Pismem z dnia 27 grudnia 2013 roku powód zwrócił się do Burmistrza G. o wypłatę na jego rzecz kwoty 5406,39 zł za poniesione szkody materialne, kwoty 9100 zł odszkodowania za utracone korzyści i kwoty 100000 zł tytułem zadośćuczynienia za krzywdę wskazując, że do zdarzenia doszło na odcinku drogi pomiędzy Sądem Rejonowym a budynkiem, w którym mieści się (...)powoda oraz że powód poślizgnął się na oblodzonej nawierzchni drogi i upadł uderzając lewym kolanem w podłoże. Powołał się na art. 416 k.c. w związku z art. 20 pkt 4 oraz art. 19 ust. 2 pkt 4 ustawy z dnia 21 marca 1985 roku o drogach publicznych (zawiadomienie wraz z wezwaniem k.11-15). W odpowiedzi powód otrzymał informację, że Miasto G. w czasie kiedy zdarzył się wypadek, posiadało opłaconą w (...)polisę ubezpieczenia od odpowiedzialności cywilnej, wobec czego wniosek wraz z kompletem załączonych dokumentów został przekazany do ubezpieczyciela (pismo z 23 stycznia 2014 roku – karta 16). (...) S.A. pismem z dnia 4 lutego 2014 roku poinformowało powoda, że z zawartej przez Urząd Miasta w G. umowy ubezpieczenia zostało wyłączone ryzyko związane z zarządzaniem i administrowaniem drogami pozostającymi we władaniu Urzędu Miasta w G.. Z uwagi na powyższe brak jest gwarancyjnej odpowiedzialności (...) S.A. w sprawie szkody powoda. Jednocześnie (...) poinformowało, że czynności związane z zimowym odśnieżaniem ulic zostały powierzone Przedsiębiorstwu (...) spółka z o.o., które nie posiadało umowy ubezpieczenia OC z tytułu prowadzonej działalności zawartej w (...) S.A. (pismo karta 17). Powód ponownie pismem z dnia 5 marca 2014 roku wezwał Burmistrza G. do zapłaty kwot jak we wniosku zgłaszającym szkodę z dnia 27 grudnia 2013 roku, powołując się na pismo (...) S.A. (pismo karta 18 – 19).
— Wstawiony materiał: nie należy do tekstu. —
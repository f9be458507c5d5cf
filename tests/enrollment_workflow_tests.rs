use axum::http::StatusCode;
use serde_json::json;

mod utils;

use utils::*;

#[tokio::test]
async fn test_student_enrolls_in_project_once() {
    let setup = TestSetupBuilder::new().with_student("u1").build().await;

    let student_id = setup.create_estudante("u1").await;
    let projeto_id = setup.create_projeto("u1", "Horta comunitária").await;

    let first = setup.enroll("u1", student_id, projeto_id).await;
    ResponseAssertion::of(&first)
        .has_status(StatusCode::CREATED)
        .has_field("status", json!("Ativo"))
        .has_field("student_id", json!(student_id));
    assert!(first.body["matricula_date"].is_string());

    let second = setup.enroll("u1", student_id, projeto_id).await;
    ResponseAssertion::of(&second)
        .has_status(StatusCode::CONFLICT)
        .has_error("already enrolled");

    let listed = setup
        .get(&format!("/matriculas/project/{}", projeto_id))
        .await;
    ResponseAssertion::of(&listed)
        .has_status(StatusCode::OK)
        .is_list_with_len(1);
}

#[tokio::test]
async fn test_concurrent_duplicate_enrollment() {
    let setup = TestSetupBuilder::new().with_student("u1").build().await;
    let student_id = setup.create_estudante("u1").await;
    let projeto_id = setup.create_projeto("u1", "Reciclagem").await;

    let (a, b) = futures::join!(
        setup.enroll("u1", student_id, projeto_id),
        setup.enroll("u1", student_id, projeto_id)
    );

    let mut statuses = vec![a.status, b.status];
    statuses.sort();
    assert_eq!(statuses, vec![StatusCode::CREATED, StatusCode::CONFLICT]);
}

#[tokio::test]
async fn test_deleting_project_removes_its_tasks() {
    let setup = TestSetupBuilder::new().with_student("u1").build().await;
    let projeto_id = setup.create_projeto("u1", "Alfabetização").await;
    let task_id = setup.create_task("u1", projeto_id, "Preparar material").await;

    let deleted = setup
        .delete_as("u1", &format!("/projetos/{}", projeto_id))
        .await;
    ResponseAssertion::of(&deleted).has_status(StatusCode::NO_CONTENT);

    let task = setup.get(&format!("/tasks/{}", task_id)).await;
    ResponseAssertion::of(&task)
        .has_status(StatusCode::NOT_FOUND)
        .has_error("Task not found");
}

#[tokio::test]
async fn test_deleting_student_removes_enrollments_and_assignments() {
    let setup = TestSetupBuilder::new().with_student("u1").build().await;
    let student_id = setup.create_estudante("u1").await;
    let projeto_id = setup.create_projeto("u1", "Biblioteca").await;
    let task_id = setup.create_task("u1", projeto_id, "Catalogar").await;

    let matricula = setup.enroll("u1", student_id, projeto_id).await;
    let assignment = setup
        .post_as(
            "u1",
            "/task-estudantes",
            json!({ "student_id": student_id, "task_id": task_id }),
        )
        .await;
    ResponseAssertion::of(&assignment).has_status(StatusCode::CREATED);

    let deleted = setup
        .delete_as("u1", &format!("/estudantes/{}", student_id))
        .await;
    ResponseAssertion::of(&deleted).has_status(StatusCode::NO_CONTENT);

    let matricula = setup
        .get(&format!("/matriculas/{}", matricula.body["matricula_id"]))
        .await;
    ResponseAssertion::of(&matricula).has_status(StatusCode::NOT_FOUND);
    let assignments = setup
        .get(&format!("/task-estudantes/task/{}", task_id))
        .await;
    ResponseAssertion::of(&assignments).is_list_with_len(0);
}

#[tokio::test]
async fn test_task_for_missing_project() {
    let setup = TestSetupBuilder::new().with_student("u1").build().await;

    let response = setup
        .post_as("u1", "/tasks", json!({ "projeto_id": 999, "name": "Órfã" }))
        .await;
    ResponseAssertion::of(&response)
        .has_status(StatusCode::NOT_FOUND)
        .has_error("Project not found");
}

#[tokio::test]
async fn test_list_respects_limit() {
    let setup = TestSetupBuilder::new().with_student("u1").build().await;
    for i in 0..7 {
        setup.create_projeto("u1", &format!("Projeto {}", i)).await;
    }

    let page = setup.get("/projetos?limit=5").await;
    ResponseAssertion::of(&page)
        .has_status(StatusCode::OK)
        .is_list_with_at_most(5);

    let rest = setup.get("/projetos?skip=5&limit=5").await;
    ResponseAssertion::of(&rest).is_list_with_len(2);
}

#[tokio::test]
async fn test_mutations_require_token() {
    let setup = TestSetupBuilder::new().build().await;

    let response = setup
        .request("POST", "/projetos", None, Some(json!({ "name": "Anônimo" })))
        .await;
    ResponseAssertion::of(&response)
        .has_status(StatusCode::UNAUTHORIZED)
        .has_error("Not authenticated");
}

#[tokio::test]
async fn test_only_admin_manages_ongs() {
    let setup = TestSetupBuilder::new()
        .with_student("u1")
        .with_admin("root")
        .build()
        .await;
    let ong = json!({ "ngo_name": "Mãos Dadas", "email": "contato@maosdadas.org" });

    let denied = setup.post_as("u1", "/ongs", ong.clone()).await;
    ResponseAssertion::of(&denied).has_status(StatusCode::FORBIDDEN);

    let created = setup.post_as("root", "/ongs", ong).await;
    ResponseAssertion::of(&created).has_status(StatusCode::CREATED);

    let projeto = setup
        .post_as(
            "u1",
            "/projetos",
            json!({ "name": "Sopão", "ngo_id": created.body["ngo_id"] }),
        )
        .await;
    ResponseAssertion::of(&projeto).has_status(StatusCode::CREATED);

    let by_ong = setup
        .get(&format!("/projetos/ong/{}", created.body["ngo_id"]))
        .await;
    ResponseAssertion::of(&by_ong).is_list_with_len(1);
}

#[tokio::test]
async fn test_current_user_matches_login() {
    let setup = TestSetupBuilder::new().with_student("u1").build().await;

    let me = setup
        .request("GET", "/users/me", Some(setup.token("u1")), None)
        .await;
    ResponseAssertion::of(&me)
        .has_status(StatusCode::OK)
        .has_field("username", json!("u1"))
        .has_field("role", json!("Estudante"))
        .has_field("user_id", json!(setup.user_id("u1")));
    assert!(me.body.get("password").is_none());
}

#[tokio::test]
async fn test_trailing_slash_collection_urls() {
    let setup = TestSetupBuilder::new().with_student("u1").build().await;
    let student_id = setup.create_estudante("u1").await;
    let projeto_id = setup.create_projeto("u1", "Mutirão").await;

    let enrolled = setup
        .post_as(
            "u1",
            "/matriculas/",
            json!({ "student_id": student_id, "projeto_id": projeto_id }),
        )
        .await;
    ResponseAssertion::of(&enrolled).has_status(StatusCode::CREATED);

    let listed = setup.get("/matriculas/").await;
    ResponseAssertion::of(&listed)
        .has_status(StatusCode::OK)
        .is_list_with_len(1);
}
W dniu 7 kwietnia 2014 roku powód wystosował do Burmistrza G. ostateczne przedsądowe wezwanie do zapłaty domagając się kwoty 5535,19 zł za poniesione szkody materialne, kwoty 9100 zł za utracone korzyści oraz kwoty 100000 zł tytułem zadośćuczynienia za doznaną krzywdę (pismo karta 20 – 21).

Sąd zważył, co następuje:

Roszczenie powoda skierowane przeciwko Miastu G. w części, tj. do kwoty 73605,83 zł wraz z odsetkami ustawowymi za opóźnienie liczonymi od dnia 1 czerwca 2015 r. okazało się uzasadnione.

W związku z tym, że powód wywodził swoje roszczenie z faktu, iż na skutek poślizgnięcia na oblodzonym i ośnieżonym terenie przewrócił się i doznał uszczerbku na zdrowiu, należało ustalić w pierwszej kolejności, gdzie doszło do zdarzenia, czy upadek pozostawał w związku przyczynowym ze stanem nawierzchni oraz jaki podmiot zobowiązany był do utrzymania tego terenu w należytym stanie.
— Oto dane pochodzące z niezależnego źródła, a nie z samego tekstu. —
use chrono::{DateTime, NaiveDate, Utc};
use serde::{Deserialize, Serialize};
use sqlx::FromRow;

/// Database model for the task_estudantes table.
/// At most one row exists per (student_id, task_id).
#[derive(Debug, Clone, PartialEq, FromRow, Serialize, Deserialize)]
pub struct TaskEstudanteModel {
    pub estud_task_id: i32,
    pub student_id: i32,
    pub task_id: i32,
    pub assigned_date: Option<NaiveDate>,
    pub deadline_date: Option<NaiveDate>,
    pub status: Option<String>,
    pub description: Option<String>,
    pub created_at: DateTime<Utc>,
    pub updated_at: DateTime<Utc>,
}
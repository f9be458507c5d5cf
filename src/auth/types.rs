use serde::{Deserialize, Serialize};

/// JWT claims: the subject is the username
#[derive(Debug, Clone, Serialize, Deserialize, PartialEq)]
pub struct TokenClaims {
    pub sub: String,
    pub exp: usize, // Expiration timestamp (standard JWT claim)
    pub iat: usize, // Issued at timestamp (standard JWT claim)
}

/// Response structure for the token endpoint
#[derive(Debug, Serialize, Deserialize, PartialEq)]
pub struct TokenResponse {
    pub access_token: String,
    pub token_type: String,
}

impl TokenResponse {
    pub fn bearer(access_token: String) -> Self {
        Self {
            access_token,
            token_type: "bearer".to_string(),
        }
    }
}

/// Form-encoded credentials accepted by `POST /auth/token`
#[derive(Debug, Deserialize)]
pub struct LoginForm {
    pub username: String,
    pub password: String,
}

#[cfg(test)]
mod tests {
    use super::*;

    #[test]
    fn test_token_claims_serialization() {
        let claims = TokenClaims {
            sub: "maria".to_string(),
            exp: 1234567890,
            iat: 1234567800,
        };

        let json = serde_json::to_string(&claims).unwrap();
        assert!(json.contains(r#""sub":"maria""#));

        let deserialized: TokenClaims = serde_json::from_str(&json).unwrap();
        assert_eq!(deserialized, claims);
    }

    #[test]
    fn test_token_response_is_bearer() {
        let response = TokenResponse::bearer("jwt-token-here".to_string());
        let json = serde_json::to_value(&response).unwrap();
        assert_eq!(json["access_token"], "jwt-token-here");
        assert_eq!(json["token_type"], "bearer");
    }
}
Powód stał na stanowisku, że poruszał się w momencie poślizgnięcia chodnikiem położonym wzdłuż ulicy wiodącej na teren osiedla (...). Pozwane Miasto G. podnosiło, że z pierwotnych pism powoda wynika, że do upadło doszło na drodze – ulicy, za utrzymanie której odpowiedzialne było Przedsiębiorstwo (...) sp. z o.o. w G., a nadto, że powód poruszał się skrótem, choć mógł wybrać drogę bardziej odpowiednią, przeznaczoną dla pieszych – chodnikiem wiodącym bezpośrednio do drzwi budynku przy ul (...).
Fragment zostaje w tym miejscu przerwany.